Gerald Larner wrote 2 versions of differing length — choose one below.

Versions
~500 words · most · 516 words

Il vole

Mon Cadavre est doux comme un gant

Violon

Fleurs

C’est ainsi que tu es

Fêtes galantes

Louise de Vilmorin might never have become a poet had not Poulenc taken an interest in her writing. When she first met him she had published only one novel and one poem but something in them - “the innate purity of the language” is one quality he mentions - appealed to him so much that he asked her for two more poems to make up the group he set to music as Trois Poèmes de Louise de Vilmorin in 1937. He was moved to turn to her collection Fiançailles pour rire, which she wrote shortly after her marriage to the Hungarian Count Palffy, by her misfortune in being indefinitely detained in Hungary on the outbreak of war in 1939.
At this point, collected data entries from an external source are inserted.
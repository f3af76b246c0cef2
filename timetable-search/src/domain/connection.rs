//! Scheduled connection records.
//!
//! A [`ConnectionRecord`] is the plain ingestion type a loader hands the
//! engine (from CSV, a database, or anywhere else). A [`Connection`] is the
//! validated, immutable form the engine searches: its invariants are
//! enforced at construction so search code can trust every record it sees.

use serde::{Deserialize, Serialize};

use super::duration::format_duration;
use super::error::DomainError;
use super::time::ClockTime;

/// Raw connection data as produced by a timetable loader.
///
/// No invariants hold here; validation happens in [`Connection::new`].
#[derive(Debug, Clone, PartialEq, Serialize, Deserialize)]
pub struct ConnectionRecord {
    pub route_id: String,
    pub departure_city: String,
    pub arrival_city: String,
    pub departure_time: String,
    pub arrival_time: String,
    pub train_type: String,
    pub days_of_operation: String,
    pub first_class_rate: f64,
    pub second_class_rate: f64,
}

/// One scheduled train leg, validated and immutable.
///
/// Created once at load time and never mutated. The departure and arrival
/// times are parsed at construction and cached, so the search loops never
/// re-parse and never fail on a time string.
///
/// # Invariants
///
/// - Both time strings parse to valid clock-times
/// - Both fares are non-negative finite numbers
#[derive(Debug, Clone, Serialize)]
pub struct Connection {
    route_id: String,
    departure_city: String,
    arrival_city: String,
    departure_time: String,
    arrival_time: String,
    train_type: String,
    days_of_operation: String,
    first_class_rate: f64,
    second_class_rate: f64,
    #[serde(skip)]
    departure: ClockTime,
    #[serde(skip)]
    arrival: ClockTime,
}

impl Connection {
    /// Validate a raw record into a connection.
    ///
    /// # Errors
    ///
    /// Returns [`DomainError`] if either time string is malformed or either
    /// fare is negative or not finite.
    ///
    /// # Examples
    ///
    /// ```
    /// use timetable_search::domain::{Connection, ConnectionRecord};
    ///
    /// let record = ConnectionRecord {
    ///     route_id: "R100".into(),
    ///     departure_city: "Paris".into(),
    ///     arrival_city: "Lyon".into(),
    ///     departure_time: "08:00".into(),
    ///     arrival_time: "10:30".into(),
    ///     train_type: "TGV".into(),
    ///     days_of_operation: "Mon-Fri".into(),
    ///     first_class_rate: 85.0,
    ///     second_class_rate: 45.0,
    /// };
    ///
    /// let connection = Connection::new(record).unwrap();
    /// assert_eq!(connection.duration_display(), "2:30");
    /// ```
    pub fn new(record: ConnectionRecord) -> Result<Self, DomainError> {
        let departure =
            ClockTime::parse(&record.departure_time).map_err(|source| DomainError::InvalidTime {
                route_id: record.route_id.clone(),
                field: "departure",
                source,
            })?;
        let arrival =
            ClockTime::parse(&record.arrival_time).map_err(|source| DomainError::InvalidTime {
                route_id: record.route_id.clone(),
                field: "arrival",
                source,
            })?;

        check_rate(&record.route_id, "first class", record.first_class_rate)?;
        check_rate(&record.route_id, "second class", record.second_class_rate)?;

        Ok(Self {
            route_id: record.route_id,
            departure_city: record.departure_city,
            arrival_city: record.arrival_city,
            departure_time: record.departure_time,
            arrival_time: record.arrival_time,
            train_type: record.train_type,
            days_of_operation: record.days_of_operation,
            first_class_rate: record.first_class_rate,
            second_class_rate: record.second_class_rate,
            departure,
            arrival,
        })
    }

    /// Opaque route identifier. Never used for matching or filtering.
    pub fn route_id(&self) -> &str {
        &self.route_id
    }

    pub fn departure_city(&self) -> &str {
        &self.departure_city
    }

    pub fn arrival_city(&self) -> &str {
        &self.arrival_city
    }

    /// Raw departure time string as loaded.
    pub fn departure_time(&self) -> &str {
        &self.departure_time
    }

    /// Raw arrival time string as loaded (may carry a day annotation).
    pub fn arrival_time(&self) -> &str {
        &self.arrival_time
    }

    pub fn train_type(&self) -> &str {
        &self.train_type
    }

    pub fn days_of_operation(&self) -> &str {
        &self.days_of_operation
    }

    pub fn first_class_rate(&self) -> f64 {
        self.first_class_rate
    }

    pub fn second_class_rate(&self) -> f64 {
        self.second_class_rate
    }

    /// Parsed departure clock-time (guaranteed valid).
    pub fn departure(&self) -> ClockTime {
        self.departure
    }

    /// Parsed arrival clock-time, unresolved: its day offset comes from the
    /// source annotation only.
    pub fn arrival(&self) -> ClockTime {
        self.arrival
    }

    /// Elapsed time for this single leg.
    pub fn duration_minutes(&self) -> chrono::Duration {
        let arrival = self.arrival.resolve_after(self.departure);
        self.departure.gap_until(arrival)
    }

    /// Elapsed time for this single leg, rendered as "H:MM".
    pub fn duration_display(&self) -> String {
        format_duration(self.duration_minutes())
    }
}

/// Case-insensitive string equality, used for city and attribute matching.
pub(crate) fn eq_ignore_case(a: &str, b: &str) -> bool {
    a.to_lowercase() == b.to_lowercase()
}

fn check_rate(route_id: &str, field: &'static str, value: f64) -> Result<(), DomainError> {
    if value.is_finite() && value >= 0.0 {
        Ok(())
    } else {
        Err(DomainError::InvalidRate {
            route_id: route_id.to_string(),
            field,
            value,
        })
    }
}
Poulenc chose six poems from Fiançailles pour rire (Dans l’herbe is omitted here), covering a wide variety of mood: “I take the title of Fiançailles pour rire in all its implications of tenseness, sensuality, cynicism and melancholy,” Poulenc told Nadia Boulanger. La Dame d’André is a surreal kind of scene viewed as though from a distance and reflected in music innocent in its even rhythms and its modal vocal line and at the same time sceptical in its wayward piano harmonies, not least in the very last bar. Il vole Poulenc has described as “one of the most difficult” of his songs. The piano part is to be played “in the style of a study” while the voice is so hard pressed as to introduce, as the more serious implications of text require, a suggestion of breathless panic from time to time.
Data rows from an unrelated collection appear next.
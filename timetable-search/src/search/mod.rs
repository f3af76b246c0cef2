//! Itinerary search: path finding, layover policy and result ordering.

mod config;
mod finder;
mod layover;
mod sort;

pub use config::SearchConfig;
pub use finder::{PathFinder, SearchError, SearchResults};
pub use layover::LayoverPolicy;
pub use sort::{SortKey, UnknownSortKey, sort_results};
Whatever the underlying meaning of Mon Cadavre est doux comme un gant, Poulenc takes it for the most part at funereal voice value, with a slow tread in the piano part and a passionately inflected vocal line, but finally suggesting there might be a more sensual side to it in the voluptuous major harmonies in the closing bars. Violon is a parody waltz, replete with fiddle effects, of the kind played by the Budapest gypsy band Count Palffy brought to his favourite Hungarian restaurant on the Champs Elysées. The finale song in the cycle, Fleurs, matches the first in its calmly inflected vocal line and its steady rhythm in the piano part, although in this case, for all its melodic beauty, the outcome is distinctly melancholy.

C’est ainsi que tu es, the second of the three Vilmorin settings that make up the Métamorphoses completed in 1943, represents Poulenc the unashamed and highly expert exponent of sentimental popular song. Written at much the same time, Fêtes Galantes is on the face of it a contrastingly cheerful litle song from a similar café-concert kind of source. In its context in Deux Poèmes de Louis Aragon - where it stands alongside C, one of the saddest reflections of war-time France - it is, as Poulenc described it, “hard-up music for a hard-up time: Paris in the Occupation.” It has nothing to do with Verlaine.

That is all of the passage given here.